Advising the unemployed to work for free is beyond the pale. The advice in question is not tailored to encourage lawyers to do pro bono work, or doctors and nurses to do see charity patients or go on medical mission trips. It is not tailored to encourage people to volunteer at soup kitchens or with Habitat for Humanity, or to tutor or mentor at-risk youth from indigent families. It is not even about pitching in around the house and reaching out to harried relatives instead of being a freeloader, a theme that surfaces quite often in generation war clickbait troll jobs. All of these specifics are perfectly within the capacity of a normally literate adult to spell out with no ambiguity. If these career development advice pieces had been written by people with a functioning set of ethics, they’d specify some form of legitimate charitable work. Instead, they encourage working for free for the sake of working for free, with an emphasis on the career advancement of the volunteer, not the social good of the volunteer work in question.

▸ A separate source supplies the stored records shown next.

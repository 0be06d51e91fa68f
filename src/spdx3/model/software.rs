//! Software profile: packages, files and snippets.

use super::common::ElementInfo;
use chrono::{DateTime, Utc};
use serde::Serialize;

#[derive(Debug, Clone, Copy, PartialEq, Eq, Hash, Serialize)]
#[serde(rename_all = "camelCase")]
pub enum SoftwarePurpose {
    Application,
    Archive,
    Bom,
    Container,
    Data,
    Device,
    Documentation,
    Executable,
    File,
    Firmware,
    Framework,
    Install,
    Library,
    OperatingSystem,
    Other,
    Source,
}

/// Fields shared by packages, files and snippets.
#[derive(Debug, Clone, Default, PartialEq, Eq, Serialize)]
#[serde(rename_all = "camelCase")]
pub struct SoftwareArtifact {
    #[serde(skip_serializing_if = "Option::is_none")]
    pub supplied_by: Option<String>,
    #[serde(skip_serializing_if = "Vec::is_empty")]
    pub originated_by: Vec<String>,
    #[serde(skip_serializing_if = "Option::is_none")]
    pub built_time: Option<DateTime<Utc>>,
    #[serde(skip_serializing_if = "Option::is_none")]
    pub release_time: Option<DateTime<Utc>>,
    #[serde(skip_serializing_if = "Option::is_none")]
    pub valid_until_time: Option<DateTime<Utc>>,
    #[serde(rename = "software_primaryPurpose", skip_serializing_if = "Option::is_none")]
    pub primary_purpose: Option<SoftwarePurpose>,
    #[serde(rename = "software_additionalPurpose", skip_serializing_if = "Vec::is_empty")]
    pub additional_purpose: Vec<SoftwarePurpose>,
    #[serde(rename = "software_copyrightText", skip_serializing_if = "Option::is_none")]
    pub copyright_text: Option<String>,
    #[serde(rename = "software_attributionText", skip_serializing_if = "Vec::is_empty")]
    pub attribution_text: Vec<String>,
}

#[derive(Debug, Clone, PartialEq, Eq, Serialize)]
pub struct Package {
    #[serde(flatten)]
    pub element: ElementInfo,
    #[serde(flatten)]
    pub artifact: SoftwareArtifact,
    #[serde(rename = "software_packageVersion", skip_serializing_if = "Option::is_none")]
    pub package_version: Option<String>,
    #[serde(rename = "software_downloadLocation", skip_serializing_if = "Option::is_none")]
    pub download_location: Option<String>,
    #[serde(rename = "software_packageUrl", skip_serializing_if = "Option::is_none")]
    pub package_url: Option<String>,
    #[serde(rename = "software_homePage", skip_serializing_if = "Option::is_none")]
    pub homepage: Option<String>,
    #[serde(rename = "software_sourceInfo", skip_serializing_if = "Option::is_none")]
    pub source_info: Option<String>,
}

impl Package {
    pub fn new(element: ElementInfo) -> Self {
        Self {
            element,
            artifact: SoftwareArtifact::default(),
            package_version: None,
            download_location: None,
            package_url: None,
            homepage: None,
            source_info: None,
        }
    }
}

#[derive(Debug, Clone, PartialEq, Eq, Serialize)]
pub struct File {
    #[serde(flatten)]
    pub element: ElementInfo,
    #[serde(flatten)]
    pub artifact: SoftwareArtifact,
}

/// Inclusive `begin..=end` pair.
#[derive(Debug, Clone, Copy, PartialEq, Eq, Serialize)]
#[serde(rename_all = "camelCase")]
pub struct PositiveIntegerRange {
    pub begin_integer: u64,
    pub end_integer: u64,
}

impl From<(u64, u64)> for PositiveIntegerRange {
    fn from((begin_integer, end_integer): (u64, u64)) -> Self {
        Self {
            begin_integer,
            end_integer,
        }
    }
}

#[derive(Debug, Clone, PartialEq, Eq, Serialize)]
pub struct Snippet {
    #[serde(flatten)]
    pub element: ElementInfo,
    #[serde(flatten)]
    pub artifact: SoftwareArtifact,
    #[serde(rename = "software_snippetFromFile")]
    pub snippet_from_file: String,
    #[serde(rename = "software_byteRange")]
    pub byte_range: PositiveIntegerRange,
    #[serde(rename = "software_lineRange", skip_serializing_if = "Option::is_none")]
    pub line_range: Option<PositiveIntegerRange>,
}
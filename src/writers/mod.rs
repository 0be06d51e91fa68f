//! SPDX 2 serializers.
//!
//! Each serialization exposes a `write_*` function returning the rendered
//! text, plus a unit struct implementing [`SpdxWriter`] for dispatch by
//! [`crate::formats::FileFormat`]. JSON, YAML and XML share the document
//! tree built by `jsonlike`.

pub mod json;
mod jsonlike;
pub mod rdf;
pub mod tagvalue;
pub mod xml;
pub mod yaml;

pub use json::write_json;
pub use jsonlike::document_to_value;
pub use rdf::write_rdf;
pub use tagvalue::write_tag_value;
pub use xml::write_xml;
pub use yaml::write_yaml;

use crate::error::{Result, SpdxError};
use crate::model::Document;
use std::path::Path;

/// A serializer for one SPDX 2 format.
pub trait SpdxWriter {
    /// Render the document as text
    fn write_str(&self, document: &Document) -> Result<String>;

    /// Get format name
    fn format_name(&self) -> &'static str;

    /// Render the document and write it to `path`, replacing any existing file.
    fn write(&self, document: &Document, path: &Path) -> Result<()> {
        let rendered = self.write_str(document)?;
        std::fs::write(path, rendered).map_err(|e| SpdxError::io(path, e))
    }
}

#[derive(Debug, Default, Clone, Copy)]
pub struct JsonWriter;

impl SpdxWriter for JsonWriter {
    fn write_str(&self, document: &Document) -> Result<String> {
        write_json(document)
    }

    fn format_name(&self) -> &'static str {
        "JSON"
    }
}

#[derive(Debug, Default, Clone, Copy)]
pub struct YamlWriter;

impl SpdxWriter for YamlWriter {
    fn write_str(&self, document: &Document) -> Result<String> {
        write_yaml(document)
    }

    fn format_name(&self) -> &'static str {
        "YAML"
    }
}

#[derive(Debug, Default, Clone, Copy)]
pub struct XmlWriter;

impl SpdxWriter for XmlWriter {
    fn write_str(&self, document: &Document) -> Result<String> {
        write_xml(document)
    }

    fn format_name(&self) -> &'static str {
        "XML"
    }
}

#[derive(Debug, Default, Clone, Copy)]
pub struct TagValueWriter;

impl SpdxWriter for TagValueWriter {
    fn write_str(&self, document: &Document) -> Result<String> {
        Ok(write_tag_value(document))
    }

    fn format_name(&self) -> &'static str {
        "tag-value"
    }
}

#[derive(Debug, Default, Clone, Copy)]
pub struct RdfWriter;

impl SpdxWriter for RdfWriter {
    fn write_str(&self, document: &Document) -> Result<String> {
        write_rdf(document)
    }

    fn format_name(&self) -> &'static str {
        "RDF/XML"
    }
}
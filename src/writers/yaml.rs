use super::jsonlike::document_to_value;
use crate::error::{Result, SpdxError};
use crate::model::Document;

/// Writes `document` as SPDX YAML.
pub fn write_yaml(document: &Document) -> Result<String> {
    serde_yaml::to_string(&document_to_value(document))
        .map_err(|e| SpdxError::Serialization(format!("YAML: {e}")))
}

This isn’t noble work for ignoble purposes, as volunteer work can become in the hands of social climbers who have been steeped in bourgeois-left solipsism; it’s outright ignoble. It makes no distinction between legitimate charity and furnishing for-profit businesses with unpaid scab labor. It’s grotesquely unethical. If nothing else, it gives unscrupulous bosses opportunities to divert work away from decent paid employees who need the hours to cutthroats who probably don’t.
Does Megan McArdle give a shit about that? I doubt it. There is something seriously wrong with that woman, intellectually and morally. The asshat I came across at Time shamelessly enthused about how the boss agreeing to a work-for-free offer has nothing to lose because, if all else fails, he’ll get free work out of the deal. And why would anyone with editorial authority at Time give any thought to the impropriety of pushing job seekers into a Red Queen’s Race into ever-worsening terms of recruitment? They’re a bunch of daft motherfuckers in the best of circumstances, not a crowd to turn to for critical thought. Besides, corporations benefiting from unpaid scab labor in the form of bogus “internships” buy advertising from Time, and the unemployed don’t. Shit, Time probably keeps its own stable of “interns” as a source of compliant scab labor.
I’ve done unpaid work under shady circumstances, but at least I’m not proud of it, and at least I have the decency not to try to drag others down into the same mess. I guess I’ll never write for Time.
Unpaid labor of this sort is already generally illegal in the United States. What American government needs to start doing, at all levels, is making it painful for employers. There need to be consequences for that shit. Disgruntled interns hired under illegal circumstances suing their bosses for back wages is a good start, too. Maybe leadership from below can inspire leadership from above.
Please give me some hope that we aren’t too neutered and servile as a people to demand pay in exchange for our work.